"Ich bin froh, dass ich jetzt die Nummer eins bin"   (Die Welt vom 5.November 2001)

Meister FC Bayern München feiert Claudio Pizarro und seine beiden Tore beim 3:0 gegen den HSV. In der Torjägerliste nun vor Giovane Elber

Von Jochen Schlosser

Es ist so weit, den FC Bayern umgibt die Aura der Unbesiegbarkeit. Denn wenn Vizepräsident Karl-Heinz Rummenigge unaufgefordert betont, dass "es nicht langweilig wird", ist meist das Gegenteil der Fall. Doch auch nach dem 3:0 (0:0) gegen den Hamburger SV, dem neunten Bundesliga-Sieg in Folge und der Einstellung des Vereinsrekords aus dem Jahr 1980, bleibt die Frage: Wer in der Torfabrik, bislang 30 Treffer, ist am produktivsten?
Am Samstag hat Claudio Pizarro mit den Saisontreffern sieben und acht den rekonvaleszenten Kollegen Giovane Elber (7) an der Spitze der Torjägerwertung abgelöst. "Ich bin froh, dass ich jetzt die Nummer eins bin", sagte der Peruaner. Und lächelte.
Das macht er häufig. Der Stürmer aus Lima stellt zu Recht fest, dass er "kein Mann großer Worte" ist.

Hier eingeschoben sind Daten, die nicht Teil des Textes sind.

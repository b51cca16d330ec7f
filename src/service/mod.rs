pub mod protocol;
#[cfg(not(target_arch = "wasm32"))]
pub mod worker;
#[cfg(not(target_arch = "wasm32"))]
pub mod client;

pub use protocol::*;
#[cfg(not(target_arch = "wasm32"))]
pub use worker::*;
#[cfg(not(target_arch = "wasm32"))]
pub use client::*;
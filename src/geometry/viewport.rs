//! Page-space to viewport-space affine transform
//!
//! Page space is PDF user space (origin bottom-left, y up). The viewport is
//! the rendered page (origin top-left, y down) at a given scale and rotation.

use serde::{Deserialize, Serialize};

use super::types::Rect;

/// Affine matrix `[a, b, c, d, e, f]` mapping `(x, y)` to
/// `(a*x + c*y + e, b*x + d*y + f)`
#[derive(Debug, Clone, Copy, PartialEq, Serialize, Deserialize)]
pub struct ViewportTransform(pub [f64; 6]);

impl Default for ViewportTransform {
    fn default() -> Self {
        Self::IDENTITY
    }
}

impl ViewportTransform {
    pub const IDENTITY: ViewportTransform = ViewportTransform([1.0, 0.0, 0.0, 1.0, 0.0, 0.0]);

    pub fn apply(&self, x: f64, y: f64) -> (f64, f64) {
        let [a, b, c, d, e, f] = self.0;
        (a * x + c * y + e, b * x + d * y + f)
    }

    /// Transform a rectangle given by two page-space corners and normalize
    /// the result so width and height are non-negative.
    pub fn convert_rect(&self, x0: f64, y0: f64, x1: f64, y1: f64) -> Rect {
        let (vx0, vy0) = self.apply(x0, y0);
        let (vx1, vy1) = self.apply(x1, y1);
        Rect::from_corners(vx0, vy0, vx1, vy1)
    }
}

/// Page rotation in quarter turns
#[derive(Debug, Clone, Copy, PartialEq, Eq, Default, Serialize, Deserialize)]
pub enum Rotation {
    #[default]
    Deg0,
    Deg90,
    Deg180,
    Deg270,
}

impl Rotation {
    /// Normalize any multiple of 90 degrees; other angles snap down
    pub fn from_degrees(degrees: i32) -> Self {
        match degrees.rem_euclid(360) / 90 {
            1 => Rotation::Deg90,
            2 => Rotation::Deg180,
            3 => Rotation::Deg270,
            _ => Rotation::Deg0,
        }
    }

    /// Unit rotation matrix entries `(a, b, c, d)` including the y flip
    fn basis(self) -> (f64, f64, f64, f64) {
        match self {
            Rotation::Deg0 => (1.0, 0.0, 0.0, -1.0),
            Rotation::Deg90 => (0.0, 1.0, 1.0, 0.0),
            Rotation::Deg180 => (-1.0, 0.0, 0.0, 1.0),
            Rotation::Deg270 => (0.0, -1.0, -1.0, 0.0),
        }
    }
}

/// Rendered page geometry: viewport size plus the page→viewport transform
#[derive(Debug, Clone, Copy, PartialEq, Serialize, Deserialize)]
pub struct PageViewport {
    pub width: f64,
    pub height: f64,
    pub transform: ViewportTransform,
}

impl PageViewport {
    /// Build the viewport for a page `view_box = [x0, y0, x1, y1]`.
    pub fn new(view_box: [f64; 4], scale: f64, rotation: Rotation) -> Self {
        let [x0, y0, x1, y1] = view_box;
        let center_x = (x1 + x0) / 2.0;
        let center_y = (y1 + y0) / 2.0;
        let (ra, rb, rc, rd) = rotation.basis();

        let (offset_x, offset_y, width, height) = if ra == 0.0 {
            (
                (center_y - y0).abs() * scale,
                (center_x - x0).abs() * scale,
                (y1 - y0).abs() * scale,
                (x1 - x0).abs() * scale,
            )
        } else {
            (
                (center_x - x0).abs() * scale,
                (center_y - y0).abs() * scale,
                (x1 - x0).abs() * scale,
                (y1 - y0).abs() * scale,
            )
        };

        let transform = ViewportTransform([
            ra * scale,
            rb * scale,
            rc * scale,
            rd * scale,
            offset_x - ra * scale * center_x - rc * scale * center_y,
            offset_y - rb * scale * center_x - rd * scale * center_y,
        ]);

        Self { width, height, transform }
    }

    /// Unrotated page of `page_width` x `page_height` at `scale`
    pub fn upright(page_width: f64, page_height: f64, scale: f64) -> Self {
        Self::new([0.0, 0.0, page_width, page_height], scale, Rotation::Deg0)
    }
}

So hat denn die Integration des 16 Millionen Mark teuren Einkaufs beim deutschen Meister etwas länger gedauert, als sein ehemaliger Bremer Mitspieler Marco Bode vorhergesagt hatte ("Claudio passt innerhalb von drei Minuten zu jeder Mannschaft"). Er ist akzeptiert, aber wirklich gelöst wirkt er meist nur, wenn er mit dem Paraguayer Santa Cruz spanisch plaudert. Kein Vergleich zum lustigen Alleinunterhalter Elber.
Manchmal gibt er sich am Handy sogar als Roque aus, um Anrufer abzuwimmeln.
Dass sich in Bremen Mitspieler über seine nächtlichen Ausflüge aufregten, ist fast nicht zu glauben. In München ist bislang nichts dergleichen bekannt. Offenbar ist Pizarro, der früher den exzentrischen Kolumbianer Carlos Valderama als Vorbild nannte, der brave Familienvater, als der er sich stets präsentiert. Seit April 1999 ist er verheiratet mit seiner Jugendliebe Karla Salcedo, im Oktober 1999 kam Claudio Pizarro IV. zur Welt.
Solide auf und außerhalb des Spielfelds - das mögen die Verantwortlichen. Rummenigge klang ungewohnt euphorisch: "Wenn man bedenkt, dass der Junge erst 23 ist, war das eine Superinvestition." Denn so langsam verdeutlichen sich alle Stärken des Stürmers: "Pizza con tutto." Zumindest mit fast allem. Beim Kopfballspiel hapert es.
Am Samstag versenkte Pizarro jedoch sogar einen Freistoß. "In Bremen habe ich Freistöße geschossen. Aber hier? Normalerweise machen das Effenberg, Scholl, Hargreaves. Aber im Moment war niemand da. Ich habe Fink angeschaut, dann Paulo Sergio..." Er zuckte mit den Schultern, was heißen sollte, dass beide nicht wollten. "Da habe ich in die Ecke geschossen." Sagte er und lächelte. Nationalspieler Alexander Zickler, wegen Pizarro häufig nur Reservist, wollte den Höhenflug des Konkurrenten verständlicherweise nicht überbewerten: "Egal, wer spielt, es trifft eh jeder." Womit er derzeit Recht hat. Sogar Paulo Sergio, der dem Freistoß von Owen Hargreaves per Kopf den entscheidenden Tick zum 1:0 gab, durfte jubeln: "Gott sei Dank. Normalerweise mache ich immer ein paar Tore, aber diesmal hat es sechs Spiele lang gedauert." Was Pizarro selbstlos kommentierte: "Freut mich. Das war wichtig für uns."
So werden die Bayern gewiss den sechswöchigen Ausfall von Santa Cruz (Außenbandriss im linken Sprunggelenk) kompensieren. Denn Elber, daran erinnerte der Star des Tages, gibt es auch noch. Pizarros einfache Formel: "Giovane und ich - viele Tore." Ob das auch beim nächsten Spiel in zwei Wochen bei seinem Ex-Klub Werder Bremen gilt? Da lächelte er nur.